Palestinians in Jerusalem brace for ultranationalist Israeli 'flag march'
Jerusalem is bracing for an ultranationalist "flag march" by Israelis on Sunday that has sparked warnings of a new escalation from Palestinian factions.
The "March of the Flags" comes as Israel marks "Jerusalem Day", commemorating its seizing of occupied East Jerusalem after it captured it in 1967. Tel Aviv went on to illegally annex the area, recognised by the UN as Palestinian territory, in 1980.
Some 3,000 Israeli police officers are to be deployed ahead of the march, which is due to begin at 4:00 pm (1300 GMT) and is considered a blatant provocation and violation by Palestinians.
After Israeli security violence at Al-Aqsa Mosque, the third-holiest site in Islam, and efforts to expel Palestinians from East Jerusalem's Sheikh Jarrah neighbourhood, Hamas fired rockets at Israel at the start of last year's Jerusalem Day march.
Israel then launched a deadly 11-day bombing campaign, killing over 250 Palestinians, including 66 children, while 14 people in Israel, including one child, were killed by rockets launched by Hamas and other Palestinian militants.
Hamas, the Palestinian Islamist movement that rules the besieged Gaza Strip, warned last week against the march passing through the Al-Aqsa compound, saying it would use "all possibilities" to confront them.
Israeli marchers are expected to enter the Old City via Damascus Gate, heavily used by Palestinians, before making their way to the Western Wall.
The Old City has been less impacted by illegal Israeli settlement activity than other areas of the city and has held on to its Palestinian character.
Israeli authorities have not approved requests to enter the Al-Aqsa compound.
The path of the flag march has never included Al-Aqsa, which is located within the Old City, but Israeli security and settlers repeatedly and violently raided the complex during the Muslim holy month of Ramadan, which ran from 1 April to 1 May.

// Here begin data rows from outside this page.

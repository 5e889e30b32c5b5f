// Copyright (c) 2024-2025 Jesse Morgan / Morgan Forge
// SPDX-License-Identifier: AGPL-3.0-or-later

//! Small formatting helpers shared by the core and the CLI.

/// Mask a sensitive string (like a session token) for logging.
///
/// Shows only the first `visible_prefix` characters followed by "...".
/// Values no longer than the prefix are hidden entirely.
///
/// # Examples
///
/// ```
/// use vitrine::utils::mask_sensitive;
///
/// let token = "3f9a1c0b7e2d45a8b6c1d0e9f8a7b6c5";
/// assert_eq!(mask_sensitive(token, 8), "3f9a1c0b...");
/// ```
pub fn mask_sensitive(input: &str, visible_prefix: usize) -> String {
    if input.chars().count() <= visible_prefix {
        return "...".to_string();
    }

    let prefix: String = input.chars().take(visible_prefix).collect();
    format!("{}...", prefix)
}

/// Render a second count as `1h 05m 03s`, `4m 10s` or `9s`.
pub fn format_duration_secs(secs: u64) -> String {
    let hours = secs / 3600;
    let minutes = (secs % 3600) / 60;
    let seconds = secs % 60;

    if hours > 0 {
        format!("{}h {:02}m {:02}s", hours, minutes, seconds)
    } else if minutes > 0 {
        format!("{}m {:02}s", minutes, seconds)
    } else {
        format!("{}s", seconds)
    }
}

#[cfg(test)]
mod tests {
    use super::*;

    #[test]
    fn test_mask_sensitive() {
        assert_eq!(mask_sensitive("0123456789abcdef", 8), "01234567...");
        assert_eq!(mask_sensitive("short", 8), "...");
        assert_eq!(mask_sensitive("", 8), "...");
    }

    #[test]
    fn test_format_duration_secs() {
        assert_eq!(format_duration_secs(0), "0s");
        assert_eq!(format_duration_secs(59), "59s");
        assert_eq!(format_duration_secs(250), "4m 10s");
        assert_eq!(format_duration_secs(3903), "1h 05m 03s");
    }
}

Jews are allowed to visit the Al-Aqsa Mosque compound at specific times but are not permitted to pray there under the terms of a longstanding historic and legal status quo agreement.
On the eve of the march, Hamas called on Palestinians to gather at Al-Aqsa to "thwart the occupation's Judaisation schemes".

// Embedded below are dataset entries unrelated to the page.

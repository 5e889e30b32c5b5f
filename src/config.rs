// Copyright (c) 2024-2025 Jesse Morgan / Morgan Forge
// SPDX-License-Identifier: AGPL-3.0-or-later

//! Deploy-time configuration for the admin auth core.
//!
//! Loaded once from `~/.vitrine/config.json`, then overridden by the
//! `VITRINE_*` environment variables below. The values are immutable for the
//! life of the process.
//!
//! | Variable               | Field          |
//! |------------------------|----------------|
//! | `VITRINE_ADMIN_USER`   | `admin_user`   |
//! | `VITRINE_ADMIN_SECRET` | `admin_secret` |
//! | `VITRINE_ADMIN_SALT`   | `salt`         |
//! | `VITRINE_STATE_DIR`    | `state_dir`    |

use anyhow::{Context, Result};
use serde::{Deserialize, Serialize};
use std::fmt;
use std::fs;
use std::path::{Path, PathBuf};
use std::time::Duration;

use crate::errors::ConfigError;
use crate::security::digest::Credential;
use crate::security::login_guard::{
    LockoutPolicy, DEFAULT_BACKOFF_BASE, DEFAULT_MAX_ATTEMPTS, DEFAULT_MAX_LOCKOUT_SECS,
};
use crate::security::session_manager::{
    SessionPolicy, DEFAULT_RENEWAL_THRESHOLD_SECS, DEFAULT_SESSION_DURATION_SECS,
};

pub const ENV_ADMIN_USER: &str = "VITRINE_ADMIN_USER";
pub const ENV_ADMIN_SECRET: &str = "VITRINE_ADMIN_SECRET";
pub const ENV_ADMIN_SALT: &str = "VITRINE_ADMIN_SALT";
pub const ENV_STATE_DIR: &str = "VITRINE_STATE_DIR";

/// Default interval of the recurring session check: 5 minutes.
pub const DEFAULT_CHECK_INTERVAL_SECS: u64 = 5 * 60;

/// Longest accepted duration setting, 100 years. Keeps every deadline
/// representable as a timestamp.
pub const MAX_DURATION_SECS: u64 = 100 * 365 * 24 * 60 * 60;

const CONFIG_FILE: &str = "config.json";
const MASK: &str = "********";

#[derive(Serialize, Deserialize, Clone, PartialEq, Eq)]
pub struct AuthConfig {
    /// Operator identifier (default: "admin")
    #[serde(default = "default_admin_user")]
    pub admin_user: String,
    /// Operator secret. Required.
    #[serde(default)]
    pub admin_secret: String,
    /// Salt mixed into both credential digests. Required.
    #[serde(default)]
    pub salt: String,
    /// Absolute session lifetime (default: 2 hours)
    #[serde(default = "default_session_duration_secs")]
    pub session_duration_secs: u64,
    /// Renew when less than this remains (default: 30 minutes)
    #[serde(default = "default_renewal_threshold_secs")]
    pub renewal_threshold_secs: u64,
    /// Consecutive failures before lockout (default: 3)
    #[serde(default = "default_max_login_attempts")]
    pub max_login_attempts: u32,
    /// Exponential backoff base in seconds (default: 2)
    #[serde(default = "default_backoff_base")]
    pub backoff_base: u32,
    /// Lockout cap (default: 30 minutes)
    #[serde(default = "default_max_lockout_secs")]
    pub max_lockout_secs: u64,
    /// Recurring session check interval (default: 5 minutes)
    #[serde(default = "default_check_interval_secs")]
    pub check_interval_secs: u64,
    /// Append auth events to `audit.log` (default: true)
    #[serde(default = "default_audit_log_enabled")]
    pub audit_log_enabled: bool,
    /// Where the auth record and audit log live (default: ~/.vitrine)
    #[serde(default)]
    pub state_dir: Option<PathBuf>,
}

fn default_admin_user() -> String {
    "admin".to_string()
}

fn default_session_duration_secs() -> u64 {
    DEFAULT_SESSION_DURATION_SECS
}

fn default_renewal_threshold_secs() -> u64 {
    DEFAULT_RENEWAL_THRESHOLD_SECS
}

fn default_max_login_attempts() -> u32 {
    DEFAULT_MAX_ATTEMPTS
}

fn default_backoff_base() -> u32 {
    DEFAULT_BACKOFF_BASE
}

fn default_max_lockout_secs() -> u64 {
    DEFAULT_MAX_LOCKOUT_SECS
}

fn default_check_interval_secs() -> u64 {
    DEFAULT_CHECK_INTERVAL_SECS
}

fn default_audit_log_enabled() -> bool {
    true
}

impl Default for AuthConfig {
    fn default() -> Self {
        Self {
            admin_user: default_admin_user(),
            admin_secret: String::new(),
            salt: String::new(),
            session_duration_secs: default_session_duration_secs(),
            renewal_threshold_secs: default_renewal_threshold_secs(),
            max_login_attempts: default_max_login_attempts(),
            backoff_base: default_backoff_base(),
            max_lockout_secs: default_max_lockout_secs(),
            check_interval_secs: default_check_interval_secs(),
            audit_log_enabled: default_audit_log_enabled(),
            state_dir: None,
        }
    }
}

impl fmt::Debug for AuthConfig {
    fn fmt(&self, f: &mut fmt::Formatter<'_>) -> fmt::Result {
        f.debug_struct("AuthConfig")
            .field("admin_user", &self.admin_user)
            .field("admin_secret", &MASK)
            .field("salt", &MASK)
            .field("session_duration_secs", &self.session_duration_secs)
            .field("renewal_threshold_secs", &self.renewal_threshold_secs)
            .field("max_login_attempts", &self.max_login_attempts)
            .field("backoff_base", &self.backoff_base)
            .field("max_lockout_secs", &self.max_lockout_secs)
            .field("check_interval_secs", &self.check_interval_secs)
            .field("audit_log_enabled", &self.audit_log_enabled)
            .field("state_dir", &self.state_dir)
            .finish()
    }
}

/// `~/.vitrine`. Not created here.
pub fn config_dir() -> Result<PathBuf> {
    let home = dirs::home_dir().context("Could not find home directory")?;
    Ok(home.join(".vitrine"))
}

pub fn config_path() -> Result<PathBuf> {
    Ok(config_dir()?.join(CONFIG_FILE))
}

impl AuthConfig {
    /// Load from the default path, apply environment overrides, validate.
    pub fn load() -> Result<Self> {
        let mut config = Self::load_from(&config_path()?)?;
        config.apply_env_overrides(|key| std::env::var(key).ok());
        config.validate()?;
        Ok(config)
    }

    /// Read a config file. A missing file yields the defaults.
    pub fn load_from(path: &Path) -> Result<Self> {
        if !path.exists() {
            return Ok(Self::default());
        }
        let content = fs::read_to_string(path)
            .with_context(|| format!("Failed to read config file {}", path.display()))?;
        let config = serde_json::from_str(&content)
            .with_context(|| format!("Failed to parse config file {}", path.display()))?;
        Ok(config)
    }

    /// Apply `VITRINE_*` overrides. Empty values are ignored.
    pub fn apply_env_overrides<F>(&mut self, lookup: F)
    where
        F: Fn(&str) -> Option<String>,
    {
        let lookup = |key: &str| lookup(key).filter(|value| !value.is_empty());

        if let Some(user) = lookup(ENV_ADMIN_USER) {
            self.admin_user = user;
        }
        if let Some(secret) = lookup(ENV_ADMIN_SECRET) {
            self.admin_secret = secret;
        }
        if let Some(salt) = lookup(ENV_ADMIN_SALT) {
            self.salt = salt;
        }
        if let Some(dir) = lookup(ENV_STATE_DIR) {
            self.state_dir = Some(PathBuf::from(dir));
        }
    }

    pub fn validate(&self) -> Result<(), ConfigError> {
        if self.admin_user.is_empty() {
            return Err(ConfigError::new("admin_user", "must not be empty"));
        }
        if self.admin_secret.is_empty() {
            return Err(ConfigError::new(
                "admin_secret",
                format!("must be set in {} or ${}", CONFIG_FILE, ENV_ADMIN_SECRET),
            ));
        }
        if self.salt.is_empty() {
            return Err(ConfigError::new(
                "salt",
                format!("must be set in {} or ${}", CONFIG_FILE, ENV_ADMIN_SALT),
            ));
        }
        for (field, secs) in [
            ("session_duration_secs", self.session_duration_secs),
            ("max_lockout_secs", self.max_lockout_secs),
            ("check_interval_secs", self.check_interval_secs),
        ] {
            if secs > MAX_DURATION_SECS {
                return Err(ConfigError::new(
                    field,
                    format!("must be at most {} (100 years)", MAX_DURATION_SECS),
                ));
            }
        }
        if self.session_duration_secs == 0 {
            return Err(ConfigError::new("session_duration_secs", "must be greater than 0"));
        }
        if self.renewal_threshold_secs == 0 {
            return Err(ConfigError::new("renewal_threshold_secs", "must be greater than 0"));
        }
        if self.renewal_threshold_secs >= self.session_duration_secs {
            return Err(ConfigError::new(
                "renewal_threshold_secs",
                "must be less than session_duration_secs",
            ));
        }
        if self.max_login_attempts == 0 {
            return Err(ConfigError::new("max_login_attempts", "must be at least 1"));
        }
        if self.backoff_base == 0 {
            return Err(ConfigError::new("backoff_base", "must be at least 1"));
        }
        if self.max_lockout_secs == 0 {
            return Err(ConfigError::new("max_lockout_secs", "must be greater than 0"));
        }
        if self.check_interval_secs == 0 {
            return Err(ConfigError::new("check_interval_secs", "must be greater than 0"));
        }
        Ok(())
    }

    /// Directory holding `state.json` and `audit.log`.
    pub fn state_dir(&self) -> Result<PathBuf> {
        match &self.state_dir {
            Some(dir) => Ok(dir.clone()),
            None => config_dir(),
        }
    }

    pub fn credential(&self) -> Credential {
        Credential::new(&self.admin_user, &self.admin_secret, self.salt.clone())
    }

    pub fn lockout_policy(&self) -> LockoutPolicy {
        LockoutPolicy::custom(self.max_login_attempts, self.backoff_base, self.max_lockout_secs)
    }

    pub fn session_policy(&self) -> SessionPolicy {
        SessionPolicy::custom(self.session_duration_secs, self.renewal_threshold_secs)
    }

    pub fn check_interval(&self) -> Duration {
        Duration::from_secs(self.check_interval_secs)
    }

    /// JSON view with the secret and salt masked, for `config show`.
    pub fn to_masked_json(&self) -> Result<String> {
        let mut value = serde_json::to_value(self)?;
        for field in ["admin_secret", "salt"] {
            if let Some(slot) = value.get_mut(field) {
                let set = slot.as_str().is_some_and(|s| !s.is_empty());
                *slot = serde_json::Value::String(if set { MASK } else { "(unset)" }.to_string());
            }
        }
        Ok(serde_json::to_string_pretty(&value)?)
    }
}

// ============================================================================
// TESTS
// ============================================================================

"We will not hesitate to use all means to stop the incursion of our holy places, and Israel will pay a big price," Ghazi Hamad, a member of the Islamist group's political bureau, told AFP.
'Calculated policy'
Israeli Prime Minister Naftali Bennett has nonetheless confirmed the march would "take place according to the planned route, as it has for decades".
The march has been described by leading Israeli daily Yediot Aharonot as a "personal test" for Bennett, marking a departure in strategy compared with that of his predecessor Benjamin Netanyahu.

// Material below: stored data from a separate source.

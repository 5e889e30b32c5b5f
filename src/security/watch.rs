// Copyright (c) 2024-2025 Jesse Morgan / Morgan Forge
// SPDX-License-Identifier: AGPL-3.0-or-later

//! Recurring session check.
//!
//! While the admin area is open, [`SessionWatch`] runs [`AdminAuth::check`]
//! once immediately and then on a fixed interval. Checks run on the blocking
//! pool, since a file-backed store may wait on its lock. Each tick completes
//! before the next one can start: ticks missed while a check runs are
//! skipped, not queued. The task stops after reporting a forced logout, or when the owner
//! cancels or drops the handle.

use chrono::{DateTime, Utc};
use std::sync::Arc;
use std::time::Duration;
use tokio::sync::{mpsc, oneshot};
use tokio::task::JoinHandle;
use tokio::time::{interval, MissedTickBehavior};

use crate::auth::{AdminAuth, LogoutReason, SessionCheck};

/// What a check changed, as seen by the owner of the protected area.
#[derive(Debug, Clone, Copy, PartialEq, Eq)]
pub enum WatchEvent {
    Renewed { expires_at: DateTime<Utc> },
    LoggedOut { reason: LogoutReason },
}

/// Handle to a running recurring check.
pub struct SessionWatch {
    handle: Option<JoinHandle<()>>,
    shutdown: Option<oneshot::Sender<()>>,
}

impl SessionWatch {
    /// Start checking `auth` every `period`. Must be called inside a tokio
    /// runtime.
    pub fn spawn(auth: Arc<AdminAuth>, period: Duration) -> (Self, mpsc::UnboundedReceiver<WatchEvent>) {
        let (events_tx, events_rx) = mpsc::unbounded_channel();
        let (shutdown_tx, mut shutdown_rx) = oneshot::channel::<()>();
        let period = period.max(Duration::from_millis(1));

        let handle = tokio::spawn(async move {
            let mut ticker = interval(period);
            ticker.set_missed_tick_behavior(MissedTickBehavior::Skip);

            loop {
                tokio::select! {
                    biased;
                    _ = &mut shutdown_rx => {
                        tracing::debug!("Session watch cancelled");
                        break;
                    }
                    _ = ticker.tick() => {
                        // store I/O can wait on a file lock; keep it off the async workers
                        let checked = Arc::clone(&auth);
                        let outcome = match tokio::task::spawn_blocking(move || checked.check()).await {
                            Ok(outcome) => outcome,
                            Err(e) => {
                                tracing::warn!(error = %e, "Session check did not complete; logging out");
                                SessionCheck::LoggedOut {
                                    reason: LogoutReason::StorageUnavailable,
                                }
                            }
                        };
                        match outcome {
                            SessionCheck::Active { renewed: Some(expires_at) } => {
                                let _ = events_tx.send(WatchEvent::Renewed { expires_at });
                            }
                            SessionCheck::Active { renewed: None } => {}
                            SessionCheck::LoggedOut { reason } => {
                                tracing::info!(reason = %reason, "Session watch forced logout");
                                let _ = events_tx.send(WatchEvent::LoggedOut { reason });
                                break;
                            }
                        }
                    }
                }
            }
        });

        (
            Self {
                handle: Some(handle),
                shutdown: Some(shutdown_tx),
            },
            events_rx,
        )
    }

    /// Stop the task and wait until it has exited. No check runs after this
    /// returns.
    pub async fn cancel(mut self) {
        if let Some(shutdown) = self.shutdown.take() {
            let _ = shutdown.send(());
        }
        if let Some(handle) = self.handle.take() {
            let _ = handle.await;
        }
    }

    pub fn is_finished(&self) -> bool {
        self.handle.as_ref().map_or(true, |h| h.is_finished())
    }
}

impl Drop for SessionWatch {
    fn drop(&mut self) {
        if let Some(handle) = self.handle.take() {
            handle.abort();
        }
    }
}

#[cfg(test)]
mod tests {
    use super::*;
    use crate::clock::ManualClock;
    use crate::config::AuthConfig;
    use crate::store::{FileStore, MemoryStore};
    use std::time::Instant;

    fn auth(clock: &ManualClock) -> Arc<AdminAuth> {
        let config = AuthConfig {
            admin_user: "operator".to_string(),
            admin_secret: "s3cret!".to_string(),
            salt: "pepper".to_string(),
            ..AuthConfig::default()
        };
        Arc::new(AdminAuth::new(
            &config,
            Arc::new(MemoryStore::new()),
            Arc::new(clock.clone()),
        ))
    }

    #[tokio::test]
    async fn test_watch_without_session_logs_out_immediately() {
        let clock = ManualClock::at_epoch();
        let (watch, mut events) = SessionWatch::spawn(auth(&clock), Duration::from_secs(300));

        let event = events.recv().await;
        assert_eq!(
            event,
            Some(WatchEvent::LoggedOut {
                reason: LogoutReason::Invalid
            })
        );
        watch.cancel().await;
    }

    #[tokio::test]
    async fn test_watch_reports_renewal_then_expiry() {
        let clock = ManualClock::at_epoch();
        let auth = auth(&clock);
        assert!(auth.login("operator", "s3cret!").ok);
        clock.advance_secs(5500);

        let (watch, mut events) = SessionWatch::spawn(auth.clone(), Duration::from_millis(20));

        match events.recv().await {
            Some(WatchEvent::Renewed { expires_at }) => {
                assert_eq!(expires_at, DateTime::<Utc>::UNIX_EPOCH + chrono::Duration::seconds(12700));
            }
            other => panic!("expected renewal, got {:?}", other),
        }

        clock.advance_secs(10_000);
        assert_eq!(
            events.recv().await,
            Some(WatchEvent::LoggedOut {
                reason: LogoutReason::Expired
            })
        );
        assert!(!auth.is_authenticated());
        watch.cancel().await;
    }

    #[tokio::test]
    async fn test_contended_store_does_not_stall_runtime() {
        let dir = tempfile::TempDir::new().expect("Failed to create temp dir");
        let store = Arc::new(FileStore::new(dir.path()).with_lock_timeout(Duration::from_millis(800)));
        let clock = ManualClock::at_epoch();
        let config = AuthConfig {
            admin_user: "operator".to_string(),
            admin_secret: "s3cret!".to_string(),
            salt: "pepper".to_string(),
            ..AuthConfig::default()
        };
        let auth = Arc::new(AdminAuth::new(&config, store.clone(), Arc::new(clock.clone())));
        assert!(auth.login("operator", "s3cret!").ok);

        let held = store.lock_exclusive().expect("exclusive lock");
        let (watch, _events) = SessionWatch::spawn(auth.clone(), Duration::from_secs(300));

        // single-threaded runtime: this timer only fires if the check is not
        // blocking the worker
        let started = Instant::now();
        tokio::time::sleep(Duration::from_millis(20)).await;
        assert!(started.elapsed() < Duration::from_millis(400));

        drop(held);
        watch.cancel().await;
        assert!(auth.is_authenticated());
    }

    #[tokio::test]
    async fn test_cancel_stops_the_task() {
        let clock = ManualClock::at_epoch();
        let auth = auth(&clock);
        assert!(auth.login("operator", "s3cret!").ok);

        let (watch, mut events) = SessionWatch::spawn(auth, Duration::from_millis(10));
        watch.cancel().await;

        // sender dropped with the task
        assert_eq!(events.recv().await, None);
    }
}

Whereas Netanyahu chose what the newspaper claimed was a "noisy policy of capitulation" that ended with Hamas firing rockets at Israel, Bennett was adopting a "calm and calculated policy", Yediot Aharonot said.
According to security analyst Shlomo Mofaz, Bennett was betting on the likelihood that "Hamas does not have any interest in another war".
Each year, thousands of Israeli nationalists participate in a controversial Flag March, waving Israeli flags, singing nationalist songs, and in some cases, chanting anti-Arab slogans, as they pass through Palestinian neighbourhoods https://t.co/43d3NJKuUZ
— The New Arab (@The_NewArab) May 26, 2022
"The main policy of Hamas today is to encourage people inside Israel [to attack], while they continue to reconstruct the Gaza Strip," added the former intelligence officer.
But there is another factor at play – Iran, Israel's arch-nemesis and a supporter of armed factions in Gaza.
According to The New York Times, Israel has informed the United States that it was responsible for an attack in which Iranian Revolutionary Guards colonel Sayyad Khodai was gunned down in Tehran last week.
As a result, Mofaz said, Iran may "encourage" Palestinian armed factions to launch rockets at Israel.
The United Nations envoy for Middle East peace, Tor Wennesland, on Friday appealed to "all sides to exercise maximum restraint… to avoid another violent conflict that will only claim more lives".
"The message of the international community is clear; to avoid such an escalation," he said.